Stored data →
☆ ☆ ☆
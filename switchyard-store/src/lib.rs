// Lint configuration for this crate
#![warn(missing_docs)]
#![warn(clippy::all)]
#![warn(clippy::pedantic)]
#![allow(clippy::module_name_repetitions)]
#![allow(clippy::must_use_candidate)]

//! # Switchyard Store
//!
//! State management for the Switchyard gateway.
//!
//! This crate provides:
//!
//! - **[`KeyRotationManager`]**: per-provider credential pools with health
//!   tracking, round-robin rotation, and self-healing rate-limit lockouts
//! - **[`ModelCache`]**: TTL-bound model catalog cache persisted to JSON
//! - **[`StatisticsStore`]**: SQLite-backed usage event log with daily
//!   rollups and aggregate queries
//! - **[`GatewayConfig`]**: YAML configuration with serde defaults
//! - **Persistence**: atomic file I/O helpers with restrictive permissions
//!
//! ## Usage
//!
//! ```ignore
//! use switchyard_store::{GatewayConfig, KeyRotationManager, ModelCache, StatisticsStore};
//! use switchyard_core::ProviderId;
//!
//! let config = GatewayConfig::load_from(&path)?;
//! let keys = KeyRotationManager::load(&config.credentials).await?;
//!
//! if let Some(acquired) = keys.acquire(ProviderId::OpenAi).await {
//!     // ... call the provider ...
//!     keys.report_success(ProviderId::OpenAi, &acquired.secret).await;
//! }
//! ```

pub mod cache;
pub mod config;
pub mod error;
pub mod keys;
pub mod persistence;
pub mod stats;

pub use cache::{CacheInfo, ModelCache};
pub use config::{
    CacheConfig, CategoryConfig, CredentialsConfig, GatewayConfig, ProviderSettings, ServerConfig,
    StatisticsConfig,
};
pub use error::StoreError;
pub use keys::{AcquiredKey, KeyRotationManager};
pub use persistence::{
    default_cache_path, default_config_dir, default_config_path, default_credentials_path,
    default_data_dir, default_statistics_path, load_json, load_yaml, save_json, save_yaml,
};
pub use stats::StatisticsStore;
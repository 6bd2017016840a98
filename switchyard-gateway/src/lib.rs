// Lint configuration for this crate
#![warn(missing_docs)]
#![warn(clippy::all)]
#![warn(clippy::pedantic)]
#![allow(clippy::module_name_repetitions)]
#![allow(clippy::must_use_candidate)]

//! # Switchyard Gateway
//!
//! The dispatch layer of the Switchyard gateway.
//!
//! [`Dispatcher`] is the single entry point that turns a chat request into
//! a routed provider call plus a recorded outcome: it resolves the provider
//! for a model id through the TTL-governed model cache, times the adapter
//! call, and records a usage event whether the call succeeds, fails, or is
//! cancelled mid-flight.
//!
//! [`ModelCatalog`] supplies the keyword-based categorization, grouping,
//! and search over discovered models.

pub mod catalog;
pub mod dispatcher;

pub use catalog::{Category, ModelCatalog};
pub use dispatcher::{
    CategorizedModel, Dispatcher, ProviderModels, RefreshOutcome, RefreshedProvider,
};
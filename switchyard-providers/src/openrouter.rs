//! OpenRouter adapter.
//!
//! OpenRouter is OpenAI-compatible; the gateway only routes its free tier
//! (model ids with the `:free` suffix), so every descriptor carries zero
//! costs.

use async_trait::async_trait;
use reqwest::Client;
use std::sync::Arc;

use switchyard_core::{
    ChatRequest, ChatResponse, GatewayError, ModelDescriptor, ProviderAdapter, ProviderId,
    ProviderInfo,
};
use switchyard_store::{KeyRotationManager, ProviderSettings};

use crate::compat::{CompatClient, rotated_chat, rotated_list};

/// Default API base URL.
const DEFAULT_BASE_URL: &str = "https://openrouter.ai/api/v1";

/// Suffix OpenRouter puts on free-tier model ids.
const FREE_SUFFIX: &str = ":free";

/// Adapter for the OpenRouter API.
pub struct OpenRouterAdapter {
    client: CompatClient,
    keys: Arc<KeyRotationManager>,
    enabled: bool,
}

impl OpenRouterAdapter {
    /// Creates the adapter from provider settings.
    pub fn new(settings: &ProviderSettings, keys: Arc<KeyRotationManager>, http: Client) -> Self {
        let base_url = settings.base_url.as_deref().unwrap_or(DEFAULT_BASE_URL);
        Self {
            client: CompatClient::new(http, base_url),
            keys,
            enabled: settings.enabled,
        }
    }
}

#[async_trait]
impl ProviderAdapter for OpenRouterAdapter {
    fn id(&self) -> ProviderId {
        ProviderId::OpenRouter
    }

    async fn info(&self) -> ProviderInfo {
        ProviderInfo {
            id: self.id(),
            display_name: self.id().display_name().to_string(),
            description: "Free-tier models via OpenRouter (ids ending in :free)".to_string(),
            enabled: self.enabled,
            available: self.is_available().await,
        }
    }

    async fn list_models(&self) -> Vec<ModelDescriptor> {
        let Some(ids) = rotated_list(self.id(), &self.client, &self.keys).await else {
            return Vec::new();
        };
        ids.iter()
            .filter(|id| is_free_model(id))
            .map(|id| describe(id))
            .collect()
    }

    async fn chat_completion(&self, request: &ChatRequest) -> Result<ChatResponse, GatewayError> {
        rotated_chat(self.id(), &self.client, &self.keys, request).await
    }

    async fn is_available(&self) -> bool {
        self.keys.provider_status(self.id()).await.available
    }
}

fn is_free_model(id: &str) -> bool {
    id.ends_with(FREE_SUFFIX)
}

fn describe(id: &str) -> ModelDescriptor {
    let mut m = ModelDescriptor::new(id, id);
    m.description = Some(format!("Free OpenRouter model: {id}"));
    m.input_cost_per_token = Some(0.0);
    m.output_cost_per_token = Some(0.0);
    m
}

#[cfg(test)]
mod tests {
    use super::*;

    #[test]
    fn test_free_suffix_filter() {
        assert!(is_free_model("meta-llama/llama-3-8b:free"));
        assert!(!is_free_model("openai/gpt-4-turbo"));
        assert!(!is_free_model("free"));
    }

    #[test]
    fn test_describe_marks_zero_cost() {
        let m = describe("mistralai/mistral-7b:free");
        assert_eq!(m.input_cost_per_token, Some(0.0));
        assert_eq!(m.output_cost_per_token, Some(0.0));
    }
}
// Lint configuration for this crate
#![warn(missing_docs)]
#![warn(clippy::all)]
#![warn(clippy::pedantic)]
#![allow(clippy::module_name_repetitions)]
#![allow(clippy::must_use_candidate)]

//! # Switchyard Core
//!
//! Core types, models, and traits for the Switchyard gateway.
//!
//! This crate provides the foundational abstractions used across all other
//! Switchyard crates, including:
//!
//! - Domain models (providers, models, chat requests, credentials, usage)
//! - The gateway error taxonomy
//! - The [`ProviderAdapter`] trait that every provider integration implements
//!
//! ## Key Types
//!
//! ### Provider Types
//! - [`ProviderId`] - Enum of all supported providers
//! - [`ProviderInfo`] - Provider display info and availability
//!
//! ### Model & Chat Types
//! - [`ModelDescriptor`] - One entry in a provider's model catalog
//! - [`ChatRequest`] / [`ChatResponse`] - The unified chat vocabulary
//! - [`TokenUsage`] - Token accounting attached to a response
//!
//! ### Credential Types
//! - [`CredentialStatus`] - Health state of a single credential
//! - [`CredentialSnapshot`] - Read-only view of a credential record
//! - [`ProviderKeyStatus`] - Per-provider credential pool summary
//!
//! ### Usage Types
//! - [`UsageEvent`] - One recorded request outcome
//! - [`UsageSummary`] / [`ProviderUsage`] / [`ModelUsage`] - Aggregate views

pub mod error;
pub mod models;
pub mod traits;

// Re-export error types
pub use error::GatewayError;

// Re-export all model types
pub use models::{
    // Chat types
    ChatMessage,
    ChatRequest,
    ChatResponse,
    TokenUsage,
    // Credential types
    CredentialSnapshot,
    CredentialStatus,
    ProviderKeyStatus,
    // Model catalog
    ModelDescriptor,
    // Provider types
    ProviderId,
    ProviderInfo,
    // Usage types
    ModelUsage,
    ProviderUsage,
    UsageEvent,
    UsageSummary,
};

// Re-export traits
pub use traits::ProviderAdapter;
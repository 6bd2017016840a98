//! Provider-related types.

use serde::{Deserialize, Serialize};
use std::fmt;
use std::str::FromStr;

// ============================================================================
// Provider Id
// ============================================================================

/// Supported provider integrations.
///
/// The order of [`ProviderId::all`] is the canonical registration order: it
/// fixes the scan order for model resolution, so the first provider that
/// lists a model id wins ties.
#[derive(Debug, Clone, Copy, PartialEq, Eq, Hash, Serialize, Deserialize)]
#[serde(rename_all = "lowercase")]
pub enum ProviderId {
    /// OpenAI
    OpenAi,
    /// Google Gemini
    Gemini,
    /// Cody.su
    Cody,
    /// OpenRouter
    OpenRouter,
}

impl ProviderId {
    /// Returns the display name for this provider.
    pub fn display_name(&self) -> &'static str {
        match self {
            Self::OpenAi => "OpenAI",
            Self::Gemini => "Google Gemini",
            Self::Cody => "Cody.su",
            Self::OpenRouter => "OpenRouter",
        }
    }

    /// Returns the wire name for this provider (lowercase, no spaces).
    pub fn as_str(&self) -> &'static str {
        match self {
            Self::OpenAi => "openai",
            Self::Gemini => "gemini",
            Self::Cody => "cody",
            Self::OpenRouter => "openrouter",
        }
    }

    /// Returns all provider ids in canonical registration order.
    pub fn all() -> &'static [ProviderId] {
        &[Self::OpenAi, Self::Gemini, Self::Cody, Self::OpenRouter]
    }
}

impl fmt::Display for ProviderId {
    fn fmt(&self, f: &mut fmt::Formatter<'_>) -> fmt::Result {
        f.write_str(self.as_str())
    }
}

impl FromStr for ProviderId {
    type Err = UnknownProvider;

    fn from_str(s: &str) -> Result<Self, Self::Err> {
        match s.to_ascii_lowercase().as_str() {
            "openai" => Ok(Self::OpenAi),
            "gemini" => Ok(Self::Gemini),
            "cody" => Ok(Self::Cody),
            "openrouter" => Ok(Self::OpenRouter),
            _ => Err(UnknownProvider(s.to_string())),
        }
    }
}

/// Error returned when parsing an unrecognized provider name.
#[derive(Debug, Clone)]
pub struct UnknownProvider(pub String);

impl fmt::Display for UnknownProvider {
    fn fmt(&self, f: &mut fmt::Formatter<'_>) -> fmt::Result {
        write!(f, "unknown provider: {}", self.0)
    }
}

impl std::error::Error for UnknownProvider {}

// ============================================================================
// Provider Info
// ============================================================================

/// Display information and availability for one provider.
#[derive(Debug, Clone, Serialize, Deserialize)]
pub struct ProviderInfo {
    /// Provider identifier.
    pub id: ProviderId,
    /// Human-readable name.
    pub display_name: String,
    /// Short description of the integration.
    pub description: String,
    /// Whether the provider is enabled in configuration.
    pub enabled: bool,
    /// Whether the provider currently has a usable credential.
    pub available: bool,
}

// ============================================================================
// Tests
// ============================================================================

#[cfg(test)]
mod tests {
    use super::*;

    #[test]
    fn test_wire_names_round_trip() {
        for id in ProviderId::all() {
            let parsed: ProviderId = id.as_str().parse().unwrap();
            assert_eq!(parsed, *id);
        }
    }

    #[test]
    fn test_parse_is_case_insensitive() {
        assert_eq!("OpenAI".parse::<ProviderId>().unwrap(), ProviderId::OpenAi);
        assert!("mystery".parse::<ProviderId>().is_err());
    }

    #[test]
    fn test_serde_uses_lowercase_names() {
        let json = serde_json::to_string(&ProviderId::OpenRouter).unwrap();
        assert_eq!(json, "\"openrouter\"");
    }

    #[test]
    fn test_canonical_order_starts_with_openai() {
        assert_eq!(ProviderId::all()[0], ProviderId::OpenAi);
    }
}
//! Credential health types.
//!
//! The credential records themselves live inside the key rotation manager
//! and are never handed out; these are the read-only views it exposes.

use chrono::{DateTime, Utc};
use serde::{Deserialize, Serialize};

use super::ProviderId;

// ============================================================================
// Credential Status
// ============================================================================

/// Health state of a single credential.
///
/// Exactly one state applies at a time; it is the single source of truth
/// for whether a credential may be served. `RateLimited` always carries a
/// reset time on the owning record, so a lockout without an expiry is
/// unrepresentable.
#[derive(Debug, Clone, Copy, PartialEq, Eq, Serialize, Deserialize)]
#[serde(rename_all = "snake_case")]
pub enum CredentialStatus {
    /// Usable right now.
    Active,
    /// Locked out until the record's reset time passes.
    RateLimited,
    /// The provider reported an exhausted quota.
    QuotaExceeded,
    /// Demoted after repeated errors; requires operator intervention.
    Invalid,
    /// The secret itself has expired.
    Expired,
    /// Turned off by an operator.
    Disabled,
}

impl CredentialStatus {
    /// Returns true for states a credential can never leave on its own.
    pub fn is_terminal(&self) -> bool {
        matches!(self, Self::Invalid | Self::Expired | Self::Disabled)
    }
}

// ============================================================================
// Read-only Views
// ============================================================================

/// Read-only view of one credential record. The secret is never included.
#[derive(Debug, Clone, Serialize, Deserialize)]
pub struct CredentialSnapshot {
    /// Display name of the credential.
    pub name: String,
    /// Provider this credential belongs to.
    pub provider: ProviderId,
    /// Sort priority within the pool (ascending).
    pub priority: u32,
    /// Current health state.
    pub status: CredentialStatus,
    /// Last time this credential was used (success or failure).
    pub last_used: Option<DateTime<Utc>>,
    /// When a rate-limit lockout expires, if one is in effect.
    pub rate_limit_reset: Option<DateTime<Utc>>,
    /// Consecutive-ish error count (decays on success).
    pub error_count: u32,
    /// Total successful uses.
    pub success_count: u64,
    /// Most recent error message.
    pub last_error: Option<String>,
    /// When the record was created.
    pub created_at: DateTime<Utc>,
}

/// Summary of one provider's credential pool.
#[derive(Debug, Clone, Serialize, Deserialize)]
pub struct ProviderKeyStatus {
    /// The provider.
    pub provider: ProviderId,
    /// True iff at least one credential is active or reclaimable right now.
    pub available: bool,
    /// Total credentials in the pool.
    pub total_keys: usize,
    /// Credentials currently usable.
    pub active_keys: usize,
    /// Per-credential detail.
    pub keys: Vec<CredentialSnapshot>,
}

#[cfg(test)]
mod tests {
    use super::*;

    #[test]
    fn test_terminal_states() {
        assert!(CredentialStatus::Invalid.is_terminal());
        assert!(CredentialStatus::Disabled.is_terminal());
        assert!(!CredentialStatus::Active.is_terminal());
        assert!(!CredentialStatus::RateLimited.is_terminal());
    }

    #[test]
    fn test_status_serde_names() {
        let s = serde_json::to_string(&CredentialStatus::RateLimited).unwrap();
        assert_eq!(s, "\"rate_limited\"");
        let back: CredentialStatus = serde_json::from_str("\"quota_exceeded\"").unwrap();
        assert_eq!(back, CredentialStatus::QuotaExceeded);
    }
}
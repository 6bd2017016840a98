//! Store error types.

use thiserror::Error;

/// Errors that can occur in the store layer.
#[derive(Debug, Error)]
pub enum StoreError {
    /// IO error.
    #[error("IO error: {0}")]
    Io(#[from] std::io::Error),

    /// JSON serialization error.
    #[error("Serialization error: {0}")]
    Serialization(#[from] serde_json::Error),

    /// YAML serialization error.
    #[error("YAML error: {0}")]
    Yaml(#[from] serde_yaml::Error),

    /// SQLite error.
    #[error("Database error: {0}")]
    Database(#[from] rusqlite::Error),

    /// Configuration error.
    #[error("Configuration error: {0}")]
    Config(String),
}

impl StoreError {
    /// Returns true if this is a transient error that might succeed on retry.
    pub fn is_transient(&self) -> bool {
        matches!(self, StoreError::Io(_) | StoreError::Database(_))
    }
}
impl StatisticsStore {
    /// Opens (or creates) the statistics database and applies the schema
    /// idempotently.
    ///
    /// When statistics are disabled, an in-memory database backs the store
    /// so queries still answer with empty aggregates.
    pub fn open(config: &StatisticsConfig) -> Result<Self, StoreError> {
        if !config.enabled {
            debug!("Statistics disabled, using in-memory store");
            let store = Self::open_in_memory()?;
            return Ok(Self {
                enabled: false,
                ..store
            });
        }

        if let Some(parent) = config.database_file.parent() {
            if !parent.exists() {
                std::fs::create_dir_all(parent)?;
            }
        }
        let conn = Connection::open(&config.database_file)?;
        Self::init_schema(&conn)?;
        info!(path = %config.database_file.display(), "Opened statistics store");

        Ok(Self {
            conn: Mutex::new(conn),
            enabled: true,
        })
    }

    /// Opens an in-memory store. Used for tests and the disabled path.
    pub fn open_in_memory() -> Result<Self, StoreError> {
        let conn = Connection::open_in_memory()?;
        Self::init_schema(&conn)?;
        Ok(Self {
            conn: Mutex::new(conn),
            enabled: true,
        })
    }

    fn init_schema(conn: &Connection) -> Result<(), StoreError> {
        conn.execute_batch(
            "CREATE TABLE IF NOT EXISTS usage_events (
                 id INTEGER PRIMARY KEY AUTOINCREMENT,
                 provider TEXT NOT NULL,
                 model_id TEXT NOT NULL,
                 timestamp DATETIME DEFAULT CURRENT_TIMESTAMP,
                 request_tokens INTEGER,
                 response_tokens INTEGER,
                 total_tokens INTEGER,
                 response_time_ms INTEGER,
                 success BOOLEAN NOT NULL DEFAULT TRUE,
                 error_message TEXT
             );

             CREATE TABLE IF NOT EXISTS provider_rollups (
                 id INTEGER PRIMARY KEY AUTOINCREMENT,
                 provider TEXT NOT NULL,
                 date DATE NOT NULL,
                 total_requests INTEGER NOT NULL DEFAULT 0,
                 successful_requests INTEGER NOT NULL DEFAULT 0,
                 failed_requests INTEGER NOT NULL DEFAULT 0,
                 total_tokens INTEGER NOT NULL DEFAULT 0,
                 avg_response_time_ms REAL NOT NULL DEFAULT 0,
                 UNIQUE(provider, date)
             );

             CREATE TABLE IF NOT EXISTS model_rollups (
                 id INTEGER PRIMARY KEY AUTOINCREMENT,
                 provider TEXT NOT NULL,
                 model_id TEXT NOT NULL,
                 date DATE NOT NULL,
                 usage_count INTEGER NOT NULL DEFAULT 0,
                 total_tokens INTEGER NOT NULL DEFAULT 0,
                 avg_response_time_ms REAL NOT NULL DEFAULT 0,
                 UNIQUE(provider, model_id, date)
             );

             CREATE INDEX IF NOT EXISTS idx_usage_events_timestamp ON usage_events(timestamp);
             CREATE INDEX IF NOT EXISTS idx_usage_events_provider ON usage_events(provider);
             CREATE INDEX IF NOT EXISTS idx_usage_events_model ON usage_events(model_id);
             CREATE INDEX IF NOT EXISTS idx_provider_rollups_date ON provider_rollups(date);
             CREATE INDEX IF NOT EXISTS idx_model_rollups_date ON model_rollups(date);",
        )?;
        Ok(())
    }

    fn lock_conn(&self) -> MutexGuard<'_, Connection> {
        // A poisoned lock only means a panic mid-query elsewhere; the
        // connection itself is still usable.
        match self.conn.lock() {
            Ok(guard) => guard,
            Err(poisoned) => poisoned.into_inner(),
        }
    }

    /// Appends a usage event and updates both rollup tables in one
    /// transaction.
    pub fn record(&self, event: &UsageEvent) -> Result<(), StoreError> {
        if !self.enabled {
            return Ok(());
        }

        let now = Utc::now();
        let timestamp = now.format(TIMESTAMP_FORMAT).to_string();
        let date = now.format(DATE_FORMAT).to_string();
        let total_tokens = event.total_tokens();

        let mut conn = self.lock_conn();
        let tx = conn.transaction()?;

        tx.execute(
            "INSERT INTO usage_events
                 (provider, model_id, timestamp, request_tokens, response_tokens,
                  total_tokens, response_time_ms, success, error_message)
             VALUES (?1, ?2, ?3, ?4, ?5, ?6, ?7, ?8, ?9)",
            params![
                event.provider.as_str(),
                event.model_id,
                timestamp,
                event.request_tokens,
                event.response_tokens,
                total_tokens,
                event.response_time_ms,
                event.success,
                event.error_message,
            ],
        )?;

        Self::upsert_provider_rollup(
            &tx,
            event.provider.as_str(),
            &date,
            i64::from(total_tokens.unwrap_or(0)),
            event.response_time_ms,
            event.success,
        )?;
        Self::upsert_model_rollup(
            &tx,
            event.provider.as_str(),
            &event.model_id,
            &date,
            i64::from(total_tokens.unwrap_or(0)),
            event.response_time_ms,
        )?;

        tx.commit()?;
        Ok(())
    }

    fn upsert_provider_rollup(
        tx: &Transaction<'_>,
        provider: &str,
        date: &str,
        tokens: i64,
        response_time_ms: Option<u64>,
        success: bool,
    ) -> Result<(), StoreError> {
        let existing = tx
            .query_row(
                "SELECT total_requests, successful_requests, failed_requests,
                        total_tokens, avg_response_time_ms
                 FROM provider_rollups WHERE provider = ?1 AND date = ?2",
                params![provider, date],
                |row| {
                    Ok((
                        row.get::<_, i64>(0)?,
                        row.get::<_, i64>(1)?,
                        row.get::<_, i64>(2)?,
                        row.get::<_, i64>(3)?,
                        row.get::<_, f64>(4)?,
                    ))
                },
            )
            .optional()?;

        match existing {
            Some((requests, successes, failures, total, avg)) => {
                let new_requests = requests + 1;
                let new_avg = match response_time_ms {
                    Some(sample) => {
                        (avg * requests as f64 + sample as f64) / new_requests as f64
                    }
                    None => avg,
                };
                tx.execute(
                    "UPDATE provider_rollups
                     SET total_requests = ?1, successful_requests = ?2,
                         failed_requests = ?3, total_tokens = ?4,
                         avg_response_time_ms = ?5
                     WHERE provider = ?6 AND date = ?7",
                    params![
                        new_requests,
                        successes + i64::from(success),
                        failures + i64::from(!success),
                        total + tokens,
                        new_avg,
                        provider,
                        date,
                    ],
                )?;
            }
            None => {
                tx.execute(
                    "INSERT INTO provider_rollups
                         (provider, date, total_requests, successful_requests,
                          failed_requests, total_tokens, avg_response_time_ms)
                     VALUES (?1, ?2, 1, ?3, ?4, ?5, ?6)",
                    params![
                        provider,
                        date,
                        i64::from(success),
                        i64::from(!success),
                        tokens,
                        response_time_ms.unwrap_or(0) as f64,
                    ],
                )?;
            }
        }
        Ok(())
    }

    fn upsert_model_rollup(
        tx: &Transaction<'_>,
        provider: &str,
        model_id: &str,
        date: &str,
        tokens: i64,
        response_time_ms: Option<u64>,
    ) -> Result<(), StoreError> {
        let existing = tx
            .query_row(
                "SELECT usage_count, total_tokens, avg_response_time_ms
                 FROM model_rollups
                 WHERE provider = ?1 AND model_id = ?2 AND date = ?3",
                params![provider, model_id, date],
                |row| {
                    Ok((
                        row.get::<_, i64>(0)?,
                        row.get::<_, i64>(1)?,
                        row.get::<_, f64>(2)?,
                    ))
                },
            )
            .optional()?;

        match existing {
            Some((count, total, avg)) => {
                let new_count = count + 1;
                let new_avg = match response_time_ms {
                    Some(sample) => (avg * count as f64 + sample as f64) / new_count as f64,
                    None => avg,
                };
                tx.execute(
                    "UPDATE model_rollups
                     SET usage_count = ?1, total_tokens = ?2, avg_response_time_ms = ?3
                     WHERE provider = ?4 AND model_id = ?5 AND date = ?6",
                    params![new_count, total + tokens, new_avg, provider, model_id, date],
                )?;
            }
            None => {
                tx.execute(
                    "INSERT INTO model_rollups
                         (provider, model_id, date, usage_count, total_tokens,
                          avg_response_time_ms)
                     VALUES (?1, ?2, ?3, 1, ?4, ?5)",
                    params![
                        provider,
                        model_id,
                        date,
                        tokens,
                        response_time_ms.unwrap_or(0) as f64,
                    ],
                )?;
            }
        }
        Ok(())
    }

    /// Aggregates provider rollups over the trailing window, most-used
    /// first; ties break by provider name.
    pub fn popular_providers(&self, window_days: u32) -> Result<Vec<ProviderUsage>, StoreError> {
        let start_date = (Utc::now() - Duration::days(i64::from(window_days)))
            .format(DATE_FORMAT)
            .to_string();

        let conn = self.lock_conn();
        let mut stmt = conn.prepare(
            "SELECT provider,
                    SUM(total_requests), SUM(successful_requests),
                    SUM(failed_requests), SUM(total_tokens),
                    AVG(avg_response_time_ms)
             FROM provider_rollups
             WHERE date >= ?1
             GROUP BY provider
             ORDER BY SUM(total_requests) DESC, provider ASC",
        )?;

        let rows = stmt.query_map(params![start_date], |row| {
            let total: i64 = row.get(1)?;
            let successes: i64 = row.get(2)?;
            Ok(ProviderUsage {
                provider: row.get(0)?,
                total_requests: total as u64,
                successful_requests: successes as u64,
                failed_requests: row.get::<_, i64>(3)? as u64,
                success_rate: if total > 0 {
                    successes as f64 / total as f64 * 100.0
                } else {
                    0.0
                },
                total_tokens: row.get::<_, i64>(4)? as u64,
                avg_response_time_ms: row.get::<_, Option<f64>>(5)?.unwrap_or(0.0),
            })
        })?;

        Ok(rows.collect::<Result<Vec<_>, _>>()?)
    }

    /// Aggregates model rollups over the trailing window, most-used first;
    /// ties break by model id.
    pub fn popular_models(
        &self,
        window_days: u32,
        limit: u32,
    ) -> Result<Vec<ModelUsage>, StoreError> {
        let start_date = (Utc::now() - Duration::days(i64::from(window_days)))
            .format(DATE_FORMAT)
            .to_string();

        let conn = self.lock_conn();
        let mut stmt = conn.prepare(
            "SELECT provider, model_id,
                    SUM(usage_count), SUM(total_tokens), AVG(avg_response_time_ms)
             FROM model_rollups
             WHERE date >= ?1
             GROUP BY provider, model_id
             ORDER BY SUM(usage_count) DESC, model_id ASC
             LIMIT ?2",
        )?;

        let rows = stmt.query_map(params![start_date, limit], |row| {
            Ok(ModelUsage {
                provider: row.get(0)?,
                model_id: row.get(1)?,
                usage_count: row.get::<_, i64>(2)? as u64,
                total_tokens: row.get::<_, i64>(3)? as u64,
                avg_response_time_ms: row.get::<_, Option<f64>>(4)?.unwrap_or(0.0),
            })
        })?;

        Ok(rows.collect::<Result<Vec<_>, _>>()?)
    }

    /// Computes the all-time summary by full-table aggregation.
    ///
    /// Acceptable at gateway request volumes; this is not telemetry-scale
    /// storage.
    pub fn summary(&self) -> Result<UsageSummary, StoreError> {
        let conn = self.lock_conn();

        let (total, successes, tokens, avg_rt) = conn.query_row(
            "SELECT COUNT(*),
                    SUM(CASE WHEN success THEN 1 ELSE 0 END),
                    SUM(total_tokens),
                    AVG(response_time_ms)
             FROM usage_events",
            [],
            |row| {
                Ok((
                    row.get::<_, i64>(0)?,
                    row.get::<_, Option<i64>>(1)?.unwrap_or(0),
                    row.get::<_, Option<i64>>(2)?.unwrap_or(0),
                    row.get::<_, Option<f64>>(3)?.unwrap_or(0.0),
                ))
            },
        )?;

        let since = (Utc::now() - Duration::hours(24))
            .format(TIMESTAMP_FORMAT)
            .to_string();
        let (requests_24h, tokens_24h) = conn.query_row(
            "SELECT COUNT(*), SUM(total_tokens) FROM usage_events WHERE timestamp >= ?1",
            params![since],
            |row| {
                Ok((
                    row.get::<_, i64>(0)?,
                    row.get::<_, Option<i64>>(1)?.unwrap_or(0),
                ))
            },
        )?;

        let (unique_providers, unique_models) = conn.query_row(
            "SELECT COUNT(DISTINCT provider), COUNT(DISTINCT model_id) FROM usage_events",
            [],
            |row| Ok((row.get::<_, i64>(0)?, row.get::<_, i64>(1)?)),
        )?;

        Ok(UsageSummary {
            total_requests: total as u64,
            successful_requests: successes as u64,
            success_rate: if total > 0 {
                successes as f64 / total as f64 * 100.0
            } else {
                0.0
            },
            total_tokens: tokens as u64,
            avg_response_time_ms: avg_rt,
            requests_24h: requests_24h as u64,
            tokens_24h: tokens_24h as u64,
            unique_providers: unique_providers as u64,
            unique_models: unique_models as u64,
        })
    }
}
☆ ☆ ☆
Assignment → In the entries above, find each line with the string "CredentialSnapshot" and copy it.

Output for this task →
//! - [`CredentialSnapshot`] - Read-only view of a credential record
    CredentialSnapshot,
pub struct CredentialSnapshot {
    pub keys: Vec<CredentialSnapshot>,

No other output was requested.